> Task item:
From the entries that follow, list every line in which the string "Option" appears.
○ ○ ○ ○
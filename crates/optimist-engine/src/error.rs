//! Error types for reads and mutations.

use optimist_core::{CoreError, EntityId};
use optimist_remote::RemoteError;
use thiserror::Error;

/// Error of the read path.
///
/// Stored on `error` entries, so it is `Clone + PartialEq`. A later read of
/// the same key retries instead of failing permanently.
#[derive(Debug, Clone, PartialEq, Eq, Error)]
pub enum FetchError {
    /// The fetch function failed.
    #[error("failed to fetch: {0}")]
    Failed(String),

    /// The data source could not be reached.
    #[error("source unavailable: {0}")]
    Unavailable(String),

    /// No answer arrived in time.
    #[error("fetch timed out after {seconds}s")]
    Timeout { seconds: u64 },

    /// Cached data could not be decoded into the requested type.
    #[error("failed to decode {target}: {message}")]
    Decode { target: String, message: String },
}

impl FetchError {
    /// Creates a generic fetch failure.
    pub fn failed(message: impl Into<String>) -> Self {
        Self::Failed(message.into())
    }

    /// Returns true if retrying might help.
    pub fn is_transient(&self) -> bool {
        matches!(self, Self::Unavailable(_) | Self::Timeout { .. })
    }
}

impl From<CoreError> for FetchError {
    fn from(err: CoreError) -> Self {
        match err {
            CoreError::Decode {
                target, message, ..
            } => Self::Decode { target, message },
            other => Self::Failed(other.to_string()),
        }
    }
}

/// Error of a mutation invocation.
///
/// Every variant except `Validation` and `CacheInconsistency` is returned
/// only after the optimistic patch has been rolled back.
#[derive(Debug, Error)]
pub enum MutationError {
    /// The payload was rejected before any cache mutation.
    #[error("invalid mutation: {0}")]
    Validation(#[from] CoreError),

    /// The remote service failed; the error is passed through untouched.
    #[error(transparent)]
    Remote(#[from] RemoteError),

    /// The mutation references an entity with no cached entry
    /// (only raised when strict consistency is enabled).
    #[error("cache inconsistency for '{key}': {reason}")]
    CacheInconsistency { key: String, reason: String },

    /// Some identifiers of a bulk operation failed remotely; the whole bulk
    /// was rolled back in the cache and the affected regions invalidated.
    #[error("bulk operation partially failed: {} succeeded, {} failed", succeeded.len(), failed.len())]
    PartialBulkFailure {
        succeeded: Vec<EntityId>,
        failed: Vec<EntityId>,
    },
}

impl MutationError {
    /// Creates a validation error from a reason.
    pub fn validation(reason: impl Into<String>) -> Self {
        Self::Validation(CoreError::invalid_record(reason))
    }

    /// Returns the remote error, if this is one.
    pub fn remote(&self) -> Option<&RemoteError> {
        match self {
            Self::Remote(err) => Some(err),
            _ => None,
        }
    }

    /// Returns true if the payload was rejected before touching the cache.
    pub fn is_validation(&self) -> bool {
        matches!(self, Self::Validation(_))
    }

    /// Returns true if the mutation was rolled back after an optimistic patch.
    pub fn was_rolled_back(&self) -> bool {
        matches!(self, Self::Remote(_) | Self::PartialBulkFailure { .. })
    }
}

#[cfg(test)]
mod tests {
    use super::*;

    #[test]
    fn test_remote_error_is_transparent() {
        let remote = RemoteError::rejected("E_LOCKED", "record locked");
        let err = MutationError::from(remote.clone());

        assert_eq!(err.to_string(), remote.to_string());
        assert_eq!(err.remote(), Some(&remote));
        assert!(err.was_rolled_back());
    }

    #[test]
    fn test_validation_error() {
        let err = MutationError::validation("record has no usable 'id'");
        assert!(err.is_validation());
        assert!(!err.was_rolled_back());
        assert!(err.to_string().contains("no usable 'id'"));
    }

    #[test]
    fn test_fetch_error_from_decode() {
        let cause = serde_json::from_str::<u32>("\"x\"").unwrap_err();
        let err = FetchError::from(CoreError::decode_with_cause("u32", cause));

        assert!(matches!(err, FetchError::Decode { .. }));
        assert!(!err.is_transient());
        assert!(FetchError::Timeout { seconds: 1 }.is_transient());
    }
}
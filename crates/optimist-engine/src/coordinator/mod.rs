//! Mutation coordinator.
//!
//! Every mutation invocation runs the same state machine:
//!
//! ```text
//! PENDING ──patch──▶ APPLIED_OPTIMISTIC ──remote ok──▶ COMMITTED
//!                                       └─remote err─▶ ROLLED_BACK
//! ```
//!
//! - PENDING: the payload is validated. Nothing in the cache has changed.
//! - APPLIED_OPTIMISTIC: the proposed change is patched into every affected
//!   cache region and the restore tokens are kept by the invocation.
//! - COMMITTED: the tokens are dropped, the affected prefixes (the entity
//!   domain plus its registered dependents) are invalidated and the
//!   canonical entity is returned.
//! - ROLLED_BACK: the tokens are restored in reverse order and the remote
//!   error is returned untouched.
//!
//! Each mutation kind has its own coordinator function, in its own module.

mod bulk;
mod create;
mod delete;
mod status;
mod update;

use std::collections::BTreeMap;
use std::fmt;
use std::sync::Arc;
use std::sync::atomic::{AtomicU64, Ordering};

use optimist_core::{
    CacheKey, CoreError, Domain, EntityId, KeyKind, KeyMatcher, KeyPrefix, keys, record,
};
use optimist_remote::{RemoteError, RemoteOperation, RemoteResponse, RemoteService};
use serde::{Deserialize, Serialize};
use serde_json::{Value, json};
use tracing::{debug, info};

use crate::config::EngineConfig;
use crate::error::MutationError;
use crate::executor::QueryExecutor;
use crate::invalidation::InvalidationGraph;
use crate::metrics::EngineMetrics;
use crate::store::{CacheStore, RestoreToken};
use crate::telemetry::{MutationEvent, MutationKind, MutationPhase, TelemetrySink, TracingSink};

/// Action applied to every identifier of a bulk mutation.
#[derive(Debug, Clone, PartialEq, Serialize, Deserialize)]
#[serde(tag = "type", rename_all = "snake_case")]
pub enum BulkAction {
    /// Merge the same partial patch into every entity.
    Update { patch: Value },
    /// Delete every entity.
    Delete,
    /// Move every entity to the same status.
    ChangeStatus { status: String },
}

impl BulkAction {
    fn payload(&self) -> Value {
        match self {
            Self::Update { patch } => json!({ "type": "update", "patch": patch }),
            Self::Delete => json!({ "type": "delete" }),
            Self::ChangeStatus { status } => json!({ "type": "change_status", "status": status }),
        }
    }
}

/// A mutation request, as issued by the UI.
#[derive(Debug, Clone, PartialEq)]
pub enum Mutation {
    Create {
        entity_type: Domain,
        fields: Value,
    },
    Update {
        entity_type: Domain,
        id: EntityId,
        patch: Value,
    },
    Delete {
        entity_type: Domain,
        id: EntityId,
    },
    ChangeStatus {
        entity_type: Domain,
        id: EntityId,
        status: String,
    },
    Bulk {
        entity_type: Domain,
        ids: Vec<EntityId>,
        action: BulkAction,
    },
}

impl Mutation {
    pub fn kind(&self) -> MutationKind {
        match self {
            Self::Create { .. } => MutationKind::Create,
            Self::Update { .. } => MutationKind::Update,
            Self::Delete { .. } => MutationKind::Delete,
            Self::ChangeStatus { .. } => MutationKind::ChangeStatus,
            Self::Bulk { .. } => MutationKind::Bulk,
        }
    }

    pub fn entity_type(&self) -> &Domain {
        match self {
            Self::Create { entity_type, .. }
            | Self::Update { entity_type, .. }
            | Self::Delete { entity_type, .. }
            | Self::ChangeStatus { entity_type, .. }
            | Self::Bulk { entity_type, .. } => entity_type,
        }
    }
}

/// State of one mutation invocation between its optimistic patch and its
/// terminal transition. Owns the restore tokens.
pub(crate) struct Invocation {
    id: u64,
    kind: MutationKind,
    entity_type: Domain,
    tokens: Vec<RestoreToken>,
    touched: Vec<CacheKey>,
}

impl Invocation {
    /// Patches the cache and keeps the restore token.
    fn patch<M, F>(&mut self, store: &CacheStore, matcher: &M, transform: F)
    where
        M: KeyMatcher + ?Sized,
        F: FnMut(&CacheKey, &mut Value) -> bool,
    {
        let token = store.patch_many(matcher, transform);
        if token.is_empty() {
            return;
        }
        for key in token.keys() {
            if !self.touched.contains(key) {
                self.touched.push(key.clone());
            }
        }
        self.tokens.push(token);
    }

    /// Applies per-key count deltas in a single patch.
    fn adjust_counts(&mut self, store: &CacheStore, deltas: &BTreeMap<CacheKey, i64>) {
        if deltas.is_empty() {
            return;
        }
        let matcher = |key: &CacheKey| deltas.contains_key(key);
        self.patch(store, &matcher, |key, data| match deltas.get(key) {
            Some(delta) if *delta != 0 => record::adjust_count(data, *delta),
            _ => false,
        });
    }

    fn event(&self, phase: MutationPhase, error: Option<String>) -> MutationEvent {
        MutationEvent {
            mutation_id: self.id,
            kind: self.kind,
            entity_type: self.entity_type.clone(),
            phase,
            keys: self.touched.clone(),
            error,
        }
    }
}

/// Runs mutations against the cache and the remote service.
pub struct MutationCoordinator {
    store: CacheStore,
    executor: QueryExecutor,
    graph: Arc<InvalidationGraph>,
    remote: Arc<dyn RemoteService>,
    telemetry: Arc<dyn TelemetrySink>,
    config: Arc<EngineConfig>,
    non_filters: Vec<String>,
    metrics: EngineMetrics,
    next_id: AtomicU64,
}

impl MutationCoordinator {
    /// Creates a coordinator writing to the executor's store. Telemetry goes
    /// to [`TracingSink`] until replaced.
    pub fn new(
        executor: QueryExecutor,
        graph: Arc<InvalidationGraph>,
        remote: Arc<dyn RemoteService>,
        config: Arc<EngineConfig>,
        metrics: EngineMetrics,
    ) -> Self {
        Self {
            store: executor.store().clone(),
            executor,
            graph,
            remote,
            telemetry: Arc::new(TracingSink),
            non_filters: config.non_filter_params(),
            config,
            metrics,
            next_id: AtomicU64::new(1),
        }
    }

    /// Replaces the telemetry sink.
    pub fn with_telemetry(mut self, telemetry: Arc<dyn TelemetrySink>) -> Self {
        self.telemetry = telemetry;
        self
    }

    /// Returns the invalidation graph.
    pub fn graph(&self) -> &InvalidationGraph {
        &self.graph
    }

    /// Runs a mutation. Bulk mutations return their report as JSON.
    pub async fn mutate(&self, mutation: Mutation) -> Result<Value, MutationError> {
        match mutation {
            Mutation::Create {
                entity_type,
                fields,
            } => self.create(entity_type, fields).await,
            Mutation::Update {
                entity_type,
                id,
                patch,
            } => self.update(entity_type, id, patch).await,
            Mutation::Delete { entity_type, id } => self.delete(entity_type, id).await,
            Mutation::ChangeStatus {
                entity_type,
                id,
                status,
            } => self.change_status(entity_type, id, status).await,
            Mutation::Bulk {
                entity_type,
                ids,
                action,
            } => {
                let report = self.bulk(entity_type, ids, action).await?;
                Ok(json!(report))
            },
        }
    }

    /// Key params that are not record fields.
    fn non_filters(&self) -> &[String] {
        &self.non_filters
    }

    fn begin(&self, kind: MutationKind, entity_type: &Domain) -> Invocation {
        let id = self.next_id.fetch_add(1, Ordering::Relaxed);
        debug!(mutation_id = id, kind = %kind, entity_type = %entity_type, "Mutation pending");
        Invocation {
            id,
            kind,
            entity_type: entity_type.clone(),
            tokens: Vec::new(),
            touched: Vec::new(),
        }
    }

    fn applied(&self, invocation: &Invocation) {
        self.telemetry
            .emit(&invocation.event(MutationPhase::OptimisticApplied, None));
    }

    /// Drops the restore tokens and invalidates every affected prefix except
    /// the keys in `keep`, which already hold server truth.
    fn commit(&self, invocation: Invocation, keep: &[CacheKey]) {
        let invalidated = self.invalidate_affected(&invocation.entity_type, keep);

        info!(
            mutation_id = invocation.id,
            kind = %invocation.kind,
            entity_type = %invocation.entity_type,
            invalidated = invalidated,
            "Mutation committed"
        );
        self.metrics
            .record_mutation(invocation.kind.as_str(), "committed");
        self.telemetry
            .emit(&invocation.event(MutationPhase::Committed, None));

        if self.config.background_refetch {
            let executor = self.executor.clone();
            tokio::spawn(async move {
                executor.refetch_stale().await;
            });
        }
    }

    /// Restores every token in reverse order of application.
    fn rollback(&self, mut invocation: Invocation, error: &dyn fmt::Display) {
        let tokens = std::mem::take(&mut invocation.tokens);
        for token in tokens.into_iter().rev() {
            self.store.restore(token);
        }

        self.metrics
            .record_mutation(invocation.kind.as_str(), "rolled_back");
        self.telemetry.emit(
            &invocation.event(MutationPhase::RolledBack, Some(error.to_string())),
        );
    }

    /// Counts a mutation refused before any cache change.
    fn reject(&self, kind: MutationKind, error: impl Into<MutationError>) -> MutationError {
        let error = error.into();
        debug!(kind = %kind, error = %error, "Mutation rejected");
        self.metrics.record_mutation(kind.as_str(), "rejected");
        error
    }

    fn require_target(&self, kind: MutationKind, id: &EntityId) -> Result<(), MutationError> {
        if id.is_blank() {
            return Err(self.reject(kind, CoreError::invalid_record("entity id is blank")));
        }
        Ok(())
    }

    /// Fails with `CacheInconsistency` when strict consistency is on and no
    /// cached entry references the entity; otherwise the patch is a no-op.
    fn check_cached(
        &self,
        kind: MutationKind,
        entity_type: &Domain,
        id: &EntityId,
    ) -> Result<(), MutationError> {
        let detail = keys::detail(entity_type.clone(), id);
        if self.store.get(&detail).is_some() || self.cached_record(entity_type, id).is_some() {
            return Ok(());
        }
        if self.config.strict_consistency {
            return Err(self.reject(
                kind,
                MutationError::CacheInconsistency {
                    key: detail.to_string(),
                    reason: "no cached entry references this entity".to_string(),
                },
            ));
        }
        debug!(key = %detail, "Mutation target not cached, optimistic patch is a no-op");
        Ok(())
    }

    /// Returns the cached record of an entity: its detail entry, or the first
    /// list item carrying its id.
    fn cached_record(&self, entity_type: &Domain, id: &EntityId) -> Option<Value> {
        let detail = keys::detail(entity_type.clone(), id);
        if let Some(data) = self.store.data(&detail)
            && data.is_object()
        {
            return Some(data);
        }

        let lists = KeyPrefix::kind(entity_type.clone(), KeyKind::List);
        self.store.keys_matching(&lists).iter().find_map(|key| {
            let data = self.store.data(key)?;
            record::list_items(&data)?
                .iter()
                .find(|item| record::has_id(item, id))
                .cloned()
        })
    }

    /// Count keys of `entity_type` whose filters match `record`.
    fn matching_counts(&self, entity_type: &Domain, record: &Value) -> Vec<CacheKey> {
        let counts = KeyPrefix::kind(entity_type.clone(), KeyKind::Count);
        self.store
            .keys_matching(&counts)
            .into_iter()
            .filter(|key| key.params().filters_match(record, self.non_filters()))
            .collect()
    }

    fn invalidate_affected(&self, entity_type: &Domain, keep: &[CacheKey]) -> usize {
        self.graph
            .affected_prefixes(entity_type)
            .iter()
            .map(|prefix| {
                let matcher = |key: &CacheKey| prefix.matches(key) && !keep.contains(key);
                self.store.invalidate(&matcher)
            })
            .sum()
    }

    async fn perform(&self, operation: &RemoteOperation) -> Result<RemoteResponse, RemoteError> {
        debug!(
            operation = %operation,
            remote = self.remote.name(),
            "Calling remote service"
        );
        let result = self.remote.perform(operation).await;
        if let Err(error) = &result {
            debug!(operation = %operation, error = %error, "Remote operation failed");
        }
        result
    }
}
○ ○ ○ ○
> Response:
    pub fn remote(&self) -> Option<&RemoteError> {
    fn event(&self, phase: MutationPhase, error: Option<String>) -> MutationEvent {
    fn cached_record(&self, entity_type: &Domain, id: &EntityId) -> Option<Value> {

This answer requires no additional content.